Summit Township is a civil township of Jackson County in the U.S. state of Michigan. The population was 22,920 at the 2020 census.

== Communities ==
- Vandercook Lake is an unincorporated community and census-designated place within the township.

==Geography==
According to the United States Census Bureau, the township has a total area of 30.01 sqmi, of which 29.09 sqmi is land and 0.92 sqmi (3.07%) is water.

The Grand River flows northward through the southern and eastern parts of the township. Summit Township is in central Jackson County, bordered to the north by the city of Jackson, the county seat. The township encompasses the T3S R1W survey township.

==Demographics==
As of the census of 2000, there were 21,534 people, 8,690 households, and 6,187 families residing in the township. The population density was 735.4 PD/sqmi. There were 9,109 housing units at an average density of 311.1 /sqmi. The racial makeup of the township was 91.72% White, 4.21% African American, 0.26% Native American, 1.46% Asian, 0.08% Pacific Islander, 0.64% from other races, and 1.63% from two or more races.
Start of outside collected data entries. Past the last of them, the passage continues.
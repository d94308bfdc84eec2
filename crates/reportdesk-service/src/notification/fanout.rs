//! Notification fanout: translates domain events into per-recipient
//! notification rows.
//!
//! Failure policy: if fetching the recipient list or any single insert
//! fails, the whole fanout is aborted and one aggregated error surfaces to
//! the caller. There is no partial-success tracking and no retry.

use std::sync::Arc;

use tracing::info;

use reportdesk_core::error::AppError;
use reportdesk_core::result::AppResult;
use reportdesk_database::gateway::{NotificationStore, UserStore};
use reportdesk_entity::announcement::Announcement;
use reportdesk_entity::notification::{NewNotification, NotificationKind};
use reportdesk_entity::report::{Report, ReportStatus};
use reportdesk_entity::user::UserRole;

/// Materializes notifications in response to domain events.
#[derive(Clone)]
pub struct NotificationFanout {
    /// User gateway, for recipient resolution.
    users: Arc<dyn UserStore>,
    /// Notification gateway.
    notifications: Arc<dyn NotificationStore>,
}

impl NotificationFanout {
    /// Creates a new fanout service.
    pub fn new(users: Arc<dyn UserStore>, notifications: Arc<dyn NotificationStore>) -> Self {
        Self {
            users,
            notifications,
        }
    }

    /// A resident submitted a new report: notify every admin.
    ///
    /// Returns the number of notifications created.
    pub async fn report_submitted(&self, report: &Report) -> AppResult<usize> {
        let admins = self
            .users
            .find_by_role(UserRole::Admin)
            .await
            .map_err(|e| {
                AppError::internal(format!("Failed to create report submission notifications: {e}"))
            })?;

        let title = notification_title(&report.report_type);
        let message = format!(
            "New report submitted by Resident #{}\n\
             Type: {}\n\
             Location: {}\n\n\
             Description:\n{}",
            report.resident_id,
            report.report_type,
            location_or_unspecified(&report.location),
            description_or_placeholder(&report.description),
        );

        for admin in &admins {
            let notification = NewNotification {
                user_id: admin.id,
                title: title.clone(),
                message: message.clone(),
                kind: NotificationKind::Report,
                related_id: Some(report.id),
            };
            self.notifications.create(&notification).await.map_err(|e| {
                AppError::internal(format!("Failed to create report submission notifications: {e}"))
            })?;
        }

        info!(
            report_id = report.id,
            recipients = admins.len(),
            "Report submission fanned out to admins"
        );
        Ok(admins.len())
    }

    /// An admin changed a report's status: notify the owning resident.
    ///
    /// The caller must capture `old_status` *before* persisting the status
    /// update; this notification is the resident's sole status-change
    /// signal, and re-deriving the old value after the write would make
    /// the message meaningless.
    pub async fn report_status_changed(
        &self,
        report: &Report,
        old_status: Option<ReportStatus>,
    ) -> AppResult<()> {
        let message = format!(
            "Your report status has been updated.\n\
             Type: {}\n\
             Location: {}\n\
             Old Status: {}\n\
             New Status: {}\n\n\
             Description:\n{}",
            report.report_type,
            location_or_unspecified(&report.location),
            old_status.map(|s| s.as_str()).unwrap_or("-"),
            report.status.as_str(),
            description_or_placeholder(&report.description),
        );

        let notification = NewNotification {
            user_id: report.resident_id,
            title: notification_title(&report.report_type),
            message,
            kind: NotificationKind::Report,
            related_id: Some(report.id),
        };
        self.notifications.create(&notification).await.map_err(|e| {
            AppError::internal(format!(
                "Failed to create report status update notification: {e}"
            ))
        })?;

        info!(
            report_id = report.id,
            resident_id = report.resident_id,
            new_status = %report.status,
            "Report status change fanned out to resident"
        );
        Ok(())
    }

    /// An admin published an announcement: notify every resident.
    ///
    /// Returns the number of notifications created.
    pub async fn announcement_published(&self, announcement: &Announcement) -> AppResult<usize> {
        let residents = self
            .users
            .find_by_role(UserRole::Resident)
            .await
            .map_err(|e| {
                AppError::internal(format!("Failed to create announcement notifications: {e}"))
            })?;

        for resident in &residents {
            let notification = NewNotification {
                user_id: resident.id,
                title: "New Announcement".to_string(),
                message: format!("New announcement: {}", announcement.title),
                kind: NotificationKind::Announcement,
                related_id: Some(announcement.id),
            };
            self.notifications.create(&notification).await.map_err(|e| {
                AppError::internal(format!("Failed to create announcement notifications: {e}"))
            })?;
        }

        info!(
            announcement_id = announcement.id,
            recipients = residents.len(),
            "Announcement fanned out to residents"
        );
        Ok(residents.len())
    }

    /// Notify every user with a system message, in one batched insert.
    ///
    /// Returns the number of notifications created.
    pub async fn system_broadcast(&self, title: &str, message: &str) -> AppResult<u64> {
        let created = self
            .notifications
            .create_for_all_users(title, message, NotificationKind::System, None)
            .await
            .map_err(|e| {
                AppError::internal(format!("Failed to create system notifications: {e}"))
            })?;

        info!(recipients = created, "System broadcast fanned out");
        Ok(created)
    }
}

fn notification_title(report_type: &str) -> String {
    if report_type.trim().is_empty() {
        "Report".to_string()
    } else {
        report_type.to_string()
    }
}

fn location_or_unspecified(location: &str) -> &str {
    if location.trim().is_empty() {
        "Unspecified"
    } else {
        location
    }
}

fn description_or_placeholder(description: &str) -> &str {
    if description.trim().is_empty() {
        "No description provided."
    } else {
        description
    }
}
Hispanic or Latino of any race were 1.85% of the population.

There were 8,690 households, out of which 31.4% had children under the age of 18 living with them, 57.9% were married couples living together, 9.9% had a female householder with no husband present, and 28.8% were non-families. 25.2% of all households were made up of individuals, and 12.4% had someone living alone who was 65 years of age or older. The average household size was 2.46 and the average family size was 2.93.

In the township the population was spread out, with 25.0% under the age of 18, 6.3% from 18 to 24, 26.3% from 25 to 44, 24.6% from 45 to 64, and 17.8% who were 65 years of age or older. The median age was 40 years. For every 100 females, there were 91.5 males. For every 100 females age 18 and over, there were 88.7 males.

The median income for a household in the township was $50,492, and the median income for a family was $57,182. Males had a median income of $43,249 versus $27,823 for females. The per capita income for the township was $25,738. About 3.7% of families and 5.1% of the population were below the poverty line, including 7.1% of those under age 18 and 4.0% of those age 65 or over.